■ Work instruction
Go through the entries below and print, exactly, the lines starting at the one with "let result = match" and ending at the one with "speaks our framing.", keeping both ends and no others.

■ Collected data
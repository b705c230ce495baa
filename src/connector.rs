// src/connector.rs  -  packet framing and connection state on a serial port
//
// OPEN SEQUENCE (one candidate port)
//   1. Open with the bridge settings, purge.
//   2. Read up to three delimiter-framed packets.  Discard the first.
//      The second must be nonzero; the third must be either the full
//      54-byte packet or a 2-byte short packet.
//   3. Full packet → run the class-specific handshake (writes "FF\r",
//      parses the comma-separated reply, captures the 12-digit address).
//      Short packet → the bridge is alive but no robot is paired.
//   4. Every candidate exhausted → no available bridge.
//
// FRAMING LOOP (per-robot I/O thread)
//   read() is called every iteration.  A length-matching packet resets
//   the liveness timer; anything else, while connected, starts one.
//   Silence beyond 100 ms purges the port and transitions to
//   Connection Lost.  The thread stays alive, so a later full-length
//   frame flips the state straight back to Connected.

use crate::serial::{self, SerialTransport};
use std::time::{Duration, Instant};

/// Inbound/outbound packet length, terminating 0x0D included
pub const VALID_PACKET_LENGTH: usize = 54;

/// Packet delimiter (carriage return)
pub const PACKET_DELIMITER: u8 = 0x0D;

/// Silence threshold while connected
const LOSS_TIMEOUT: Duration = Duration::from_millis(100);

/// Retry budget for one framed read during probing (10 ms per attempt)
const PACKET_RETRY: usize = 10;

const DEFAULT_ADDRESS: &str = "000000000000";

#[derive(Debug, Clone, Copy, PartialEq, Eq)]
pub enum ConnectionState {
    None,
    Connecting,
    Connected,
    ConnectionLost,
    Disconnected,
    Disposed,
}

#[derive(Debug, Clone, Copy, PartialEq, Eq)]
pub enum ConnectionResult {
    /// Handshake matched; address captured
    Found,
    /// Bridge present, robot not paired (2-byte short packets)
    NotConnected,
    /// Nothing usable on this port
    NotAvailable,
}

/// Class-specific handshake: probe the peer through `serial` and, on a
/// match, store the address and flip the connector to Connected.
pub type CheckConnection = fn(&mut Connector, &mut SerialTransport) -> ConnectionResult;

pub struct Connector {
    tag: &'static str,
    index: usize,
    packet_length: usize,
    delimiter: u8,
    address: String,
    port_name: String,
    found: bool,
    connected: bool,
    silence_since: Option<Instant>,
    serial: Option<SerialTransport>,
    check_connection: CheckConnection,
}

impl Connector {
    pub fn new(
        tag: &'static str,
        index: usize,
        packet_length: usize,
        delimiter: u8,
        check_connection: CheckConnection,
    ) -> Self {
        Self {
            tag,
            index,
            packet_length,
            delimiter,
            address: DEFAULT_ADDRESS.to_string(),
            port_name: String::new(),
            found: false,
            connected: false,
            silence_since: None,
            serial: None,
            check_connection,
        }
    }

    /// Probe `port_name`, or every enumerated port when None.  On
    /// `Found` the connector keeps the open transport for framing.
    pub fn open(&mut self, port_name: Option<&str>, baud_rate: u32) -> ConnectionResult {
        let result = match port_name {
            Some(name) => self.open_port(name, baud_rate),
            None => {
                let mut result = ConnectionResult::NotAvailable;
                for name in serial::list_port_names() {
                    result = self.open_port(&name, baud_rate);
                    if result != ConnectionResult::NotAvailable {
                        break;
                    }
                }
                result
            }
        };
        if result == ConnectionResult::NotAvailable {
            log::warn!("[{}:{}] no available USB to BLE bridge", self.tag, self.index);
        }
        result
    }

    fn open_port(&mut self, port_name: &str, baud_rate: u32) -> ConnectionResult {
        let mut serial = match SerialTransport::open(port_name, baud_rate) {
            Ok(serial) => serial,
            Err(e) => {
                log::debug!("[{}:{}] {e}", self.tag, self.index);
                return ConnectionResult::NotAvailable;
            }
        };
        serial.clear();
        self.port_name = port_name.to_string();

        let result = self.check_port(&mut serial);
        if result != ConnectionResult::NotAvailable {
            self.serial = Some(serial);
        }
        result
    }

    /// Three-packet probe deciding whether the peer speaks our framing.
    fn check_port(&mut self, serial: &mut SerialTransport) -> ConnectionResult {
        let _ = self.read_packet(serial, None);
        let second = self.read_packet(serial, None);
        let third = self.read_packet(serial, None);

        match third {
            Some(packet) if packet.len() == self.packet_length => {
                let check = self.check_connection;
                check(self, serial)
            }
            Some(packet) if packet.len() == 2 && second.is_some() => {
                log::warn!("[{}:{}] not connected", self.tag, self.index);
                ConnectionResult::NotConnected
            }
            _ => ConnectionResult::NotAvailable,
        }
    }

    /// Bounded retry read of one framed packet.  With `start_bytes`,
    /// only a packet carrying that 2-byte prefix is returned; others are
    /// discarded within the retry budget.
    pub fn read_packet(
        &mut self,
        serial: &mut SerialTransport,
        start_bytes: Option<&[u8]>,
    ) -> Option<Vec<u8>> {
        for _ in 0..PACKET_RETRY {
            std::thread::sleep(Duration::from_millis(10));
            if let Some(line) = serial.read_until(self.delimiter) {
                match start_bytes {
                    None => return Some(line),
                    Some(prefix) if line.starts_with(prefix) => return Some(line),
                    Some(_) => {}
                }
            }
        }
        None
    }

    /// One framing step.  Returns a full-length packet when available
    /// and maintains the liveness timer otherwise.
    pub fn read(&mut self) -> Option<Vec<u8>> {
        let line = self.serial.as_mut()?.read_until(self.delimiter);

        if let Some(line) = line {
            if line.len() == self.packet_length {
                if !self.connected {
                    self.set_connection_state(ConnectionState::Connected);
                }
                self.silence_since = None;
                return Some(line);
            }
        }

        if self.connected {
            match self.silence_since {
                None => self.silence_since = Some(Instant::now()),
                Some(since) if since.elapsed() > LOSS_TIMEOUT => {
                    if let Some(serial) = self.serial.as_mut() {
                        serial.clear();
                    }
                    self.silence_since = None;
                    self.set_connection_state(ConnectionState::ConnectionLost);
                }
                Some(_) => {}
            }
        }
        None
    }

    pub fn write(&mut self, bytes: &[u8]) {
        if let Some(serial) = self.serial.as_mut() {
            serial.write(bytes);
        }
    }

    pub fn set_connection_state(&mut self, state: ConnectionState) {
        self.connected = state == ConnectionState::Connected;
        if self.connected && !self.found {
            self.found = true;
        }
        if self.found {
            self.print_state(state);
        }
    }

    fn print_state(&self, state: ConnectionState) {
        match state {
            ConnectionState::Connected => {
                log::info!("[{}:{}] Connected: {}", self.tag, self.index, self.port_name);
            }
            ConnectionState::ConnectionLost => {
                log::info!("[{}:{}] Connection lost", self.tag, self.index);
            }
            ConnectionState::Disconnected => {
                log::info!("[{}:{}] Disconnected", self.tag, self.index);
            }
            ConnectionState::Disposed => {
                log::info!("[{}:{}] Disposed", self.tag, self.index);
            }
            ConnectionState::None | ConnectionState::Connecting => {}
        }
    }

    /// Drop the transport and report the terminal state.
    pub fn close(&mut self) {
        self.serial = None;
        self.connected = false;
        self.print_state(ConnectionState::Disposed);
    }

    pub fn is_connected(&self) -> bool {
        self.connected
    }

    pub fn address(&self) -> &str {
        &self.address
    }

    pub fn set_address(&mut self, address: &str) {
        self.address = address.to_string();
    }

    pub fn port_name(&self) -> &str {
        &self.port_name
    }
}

■ Answer box
        let result = match port_name {
            Some(name) => self.open_port(name, baud_rate),
            None => {
                let mut result = ConnectionResult::NotAvailable;
                for name in serial::list_port_names() {
                    result = self.open_port(&name, baud_rate);
                    if result != ConnectionResult::NotAvailable {
                        break;
                    }
                }
                result
            }
        };
        if result == ConnectionResult::NotAvailable {
            log::warn!("[{}:{}] no available USB to BLE bridge", self.tag, self.index);
        }
        result
    }

    fn open_port(&mut self, port_name: &str, baud_rate: u32) -> ConnectionResult {
        let mut serial = match SerialTransport::open(port_name, baud_rate) {
            Ok(serial) => serial,
            Err(e) => {
                log::debug!("[{}:{}] {e}", self.tag, self.index);
                return ConnectionResult::NotAvailable;
            }
        };
        serial.clear();
        self.port_name = port_name.to_string();

        let result = self.check_port(&mut serial);
        if result != ConnectionResult::NotAvailable {
            self.serial = Some(serial);
        }
        result
    }

    /// Three-packet probe deciding whether the peer speaks our framing.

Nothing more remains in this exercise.